*DESCRIPTION OF THE TASK*.
Nothing but a number is wanted: the count of lines in the records below that include "operations".

*DATASET*.
= Beginning of Section =

impl BatchRun {
    pub fn new(spec: &BatchSpecification, stop: StopSignal) -> Self {
        let mut seen = HashSet::new();
        let titles: Vec<String> = spec
            .titles()
            .iter()
            .filter(|t| seen.insert(t.as_str()))
            .cloned()
            .collect();

        // Empty sections declare nothing and produce no operations
        let add_sections: Vec<StatementSection> = spec
            .add_sections()
            .iter()
            .filter(|s| !s.statements.is_empty())
            .cloned()
            .collect();
        let remove_sections: Vec<StatementSection> = spec
            .remove_sections()
            .iter()
            .filter(|s| !s.statements.is_empty())
            .cloned()
            .collect();

        let progress = ProgressTracker::new(titles.len(), spec.statements_per_entity());

        Self {
            run_id: Uuid::new_v4(),
            titles,
            add_sections,
            remove_sections,
            tags: Vec::new(),
            dry_run: false,
            stop,
            event_bus: None,
            guid_counters: HashMap::new(),
            progress,
            completed_titles: Vec::new(),
            writes: 0,
        }
    }

    /// Change tags attached to every write
    pub fn with_tags(mut self, tags: Vec<String>) -> Self {
        self.tags = tags;
        self
    }

    pub fn with_event_bus(mut self, event_bus: EventBus) -> Self {
        self.event_bus = Some(event_bus);
        self
    }

    /// Resolve, load and reconcile, but only log the writes
    pub fn dry_run(mut self, dry_run: bool) -> Self {
        self.dry_run = dry_run;
        self
    }

    pub fn run_id(&self) -> Uuid {
        self.run_id
    }

    pub fn progress(&self) -> Progress {
        self.progress.snapshot()
    }

    /// Titles whose operations all completed, in processing order
    pub fn completed_titles(&self) -> &[String] {
        &self.completed_titles
    }

    pub fn writes(&self) -> usize {
        self.writes
    }

    /// Execute the run against `api`
    ///
    /// Lookup failures abort before any write. A write failure aborts the
    /// remainder; earlier writes stay applied. [`completed_titles`] reflects
    /// what finished regardless of the outcome.
    ///
    /// [`completed_titles`]: BatchRun::completed_titles
    pub async fn execute(&mut self, api: &dyn WikiApi) -> Result<BatchOutcome, BatchError> {
        let started = Instant::now();
        info!(
            run_id = %self.run_id,
            "Starting batch: {} files, {} statements per file{}",
            self.titles.len(),
            self.statements_per_entity(),
            if self.dry_run { " (dry run)" } else { "" }
        );
        self.emit(BatchEvent::BatchStarted {
            run_id: self.run_id,
            files: self.titles.len(),
            statements_per_file: self.statements_per_entity(),
            timestamp: Utc::now(),
        });

        let result = self.execute_inner(api).await;
        let summary = BatchSummary {
            run_id: self.run_id,
            files_processed: self.completed_titles.len(),
            writes: self.writes,
            duration_ms: started.elapsed().as_millis() as u64,
        };

        match &result {
            Ok(true) => {
                info!(
                    run_id = %self.run_id,
                    "Batch completed: {} files, {} writes in {} ms",
                    summary.files_processed, summary.writes, summary.duration_ms
                );
                self.emit(BatchEvent::BatchCompleted {
                    run_id: self.run_id,
                    files_processed: summary.files_processed,
                    writes: summary.writes,
                    duration_ms: summary.duration_ms,
                    timestamp: Utc::now(),
                });
            }
            Ok(false) => {
                info!(
                    run_id = %self.run_id,
                    "Batch stopped after {} files, {} writes",
                    summary.files_processed, summary.writes
                );
                self.emit(BatchEvent::BatchStopped {
                    run_id: self.run_id,
                    files_processed: summary.files_processed,
                    writes: summary.writes,
                    timestamp: Utc::now(),
                });
            }
            Err(e) => {
                error!(run_id = %self.run_id, "Batch failed: {}", e);
                self.emit(BatchEvent::BatchFailed {
                    run_id: self.run_id,
                    error: e.to_string(),
                    files_processed: summary.files_processed,
                    writes: summary.writes,
                    timestamp: Utc::now(),
                });
            }
        }

        match result? {
            true => Ok(BatchOutcome::Finished(summary)),
            false => Ok(BatchOutcome::Stopped(summary)),
        }
    }

    /// Returns `Ok(false)` when stopped
    async fn execute_inner(&mut self, api: &dyn WikiApi) -> Result<bool, BatchError> {
        let resolved = {
            let progress = &mut self.progress;
            let event_bus = &self.event_bus;
            let run_id = self.run_id;
            resolve_titles(api, &self.titles, || {
                progress.finished_lookup_call();
                emit_progress(event_bus, run_id, progress.snapshot());
            })
            .await
            .map_err(BatchError::Resolve)?
        };

        // Adding to a page that does not exist cannot succeed; refuse before any write
        if !self.add_sections.is_empty() {
            if let Some(missing) = resolved.iter().find(|r| r.entity_id.is_none()) {
                return Err(BatchError::MissingPage(missing.title.clone()));
            }
        }

        let mut entity_ids: Vec<EntityId> = Vec::new();
        for id in resolved.iter().filter_map(|r| r.entity_id.as_ref()) {
            if !entity_ids.contains(id) {
                entity_ids.push(id.clone());
            }
        }

        let entities = {
            let progress = &mut self.progress;
            let event_bus = &self.event_bus;
            let run_id = self.run_id;
            load_entities(api, &entity_ids, STATEMENT_PROPS, || {
                progress.finished_lookup_call();
                emit_progress(event_bus, run_id, progress.snapshot());
            })
            .await
            .map_err(BatchError::Load)?
        };
        self.progress.finished_loading();
        self.emit_progress();

        let mut processed: HashSet<EntityId> = HashSet::new();
        for entry in resolved {
            self.progress.start_entity();
            let entity_writes = self.writes;

            if !self.process_entity(api, &entry, &entities, &mut processed).await? {
                return Ok(false);
            }

            self.progress.finished_entity();
            self.completed_titles.push(entry.title.clone());
            self.emit(BatchEvent::EntityCompleted {
                run_id: self.run_id,
                title: entry.title,
                entity_id: entry.entity_id.map(|id| id.to_string()),
                writes: self.writes - entity_writes,
                timestamp: Utc::now(),
            });
            self.emit_progress();

            tokio::task::yield_now().await;
        }

        self.progress.finished();
        self.emit_progress();
        Ok(true)
    }

    /// Returns `Ok(false)` when stopped
    async fn process_entity(
        &mut self,
        api: &dyn WikiApi,
        entry: &ResolvedTitle,
        entities: &HashMap<EntityId, EntityRecord>,
        processed: &mut HashSet<EntityId>,
    ) -> Result<bool, BatchError> {
        // Only reachable for removal-only batches
        let Some(entity_id) = entry.entity_id.clone() else {
            debug!("{} does not exist, nothing to remove", entry.title);
            return Ok(true);
        };

        // Several titles can normalize to the same page
        if !processed.insert(entity_id.clone()) {
            debug!(entity_id = %entity_id, "{} already processed", entry.title);
            return Ok(true);
        }

        let empty = EntityRecord::empty(entity_id.clone());
        let record = entities.get(&entity_id).unwrap_or(&empty);
        let base_revision = record.last_revision;

        let plan = self.plan(record);
        debug!(
            entity_id = %entity_id,
            "{}: {} operations",
            entry.title,
            plan.write_count()
        );

        for (property, operations) in &plan.additions {
            let declared = declared_count(&self.add_sections, property);
            self.progress.start_property(declared);
            for operation in operations {
                if self.stop.take() {
                    return Ok(false);
                }
                self.write_addition(api, entry, &entity_id, operation, base_revision)
                    .await?;
            }
            self.progress.finished_property();
        }

        for (property, operations) in &plan.removals {
            let declared = declared_count(&self.remove_sections, property);
            self.progress.start_property(declared);
            for operation in operations {
                if self.stop.take() {
                    return Ok(false);
                }
                self.write_removal(api, entry, &entity_id, operation, base_revision)
                    .await?;
            }
            self.progress.finished_property();
        }

        Ok(true)
    }

    fn plan(&mut self, record: &EntityRecord) -> EntityPlan {
        let counter = self.guid_counters.entry(record.id.clone()).or_insert(0);
        let mut guids = GuidSequence::new(self.run_id, &record.id, counter);
        plan_entity(
            record,
            &self.add_sections,
            &self.remove_sections,
            &mut guids,
        )
    }

    async fn write_addition(
        &mut self,
        api: &dyn WikiApi,
        entry: &ResolvedTitle,
        entity_id: &EntityId,
        operation: &AddOperation,
        base_revision: Option<u64>,
    ) -> Result<(), BatchError> {
        let statement = operation.statement();
        let verb = if operation.is_create() { "create" } else { "update" };

        if self.dry_run {
            info!(entity_id = %entity_id, "[dry run] {} {} on {}", verb, statement.main_snak, entry.title);
        } else {
            debug!(entity_id = %entity_id, guid = %statement.id, "{} {}", verb, statement.main_snak);
            api.set_claim(statement, base_revision, &self.tags)
                .await
                .map_err(|source| BatchError::Write {
                    title: entry.title.clone(),
                    entity_id: entity_id.clone(),
                    source,
                })?;
        }

        self.writes += 1;
        self.progress.finished_write();
        self.emit_progress();
        Ok(())
    }

    async fn write_removal(
        &mut self,
        api: &dyn WikiApi,
        entry: &ResolvedTitle,
        entity_id: &EntityId,
        operation: &RemoveOperation,
        base_revision: Option<u64>,
    ) -> Result<(), BatchError> {
        if self.dry_run {
            info!(entity_id = %entity_id, "[dry run] remove {} from {}", operation.main_snak, entry.title);
        } else {
            debug!(entity_id = %entity_id, guid = %operation.guid, "remove {}", operation.main_snak);
            api.remove_claims(std::slice::from_ref(&operation.guid), base_revision, &self.tags)
                .await
                .map_err(|source| BatchError::Write {
                    title: entry.title.clone(),
                    entity_id: entity_id.clone(),
                    source,
                })?;
        }

        self.writes += 1;
        self.progress.finished_write();
        self.emit_progress();
        Ok(())
    }

    fn statements_per_entity(&self) -> usize {
        self.add_sections
            .iter()
            .chain(self.remove_sections.iter())
            .map(|s| s.statements.len())
            .sum()
    }

    fn emit(&self, event: BatchEvent) {
        if let Some(bus) = &self.event_bus {
            bus.emit_lossy(event);
        }
    }

    fn emit_progress(&self) {
        emit_progress(&self.event_bus, self.run_id, self.progress.snapshot());
    }
}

= End of Section =

*WRITTEN ANSWER*.
7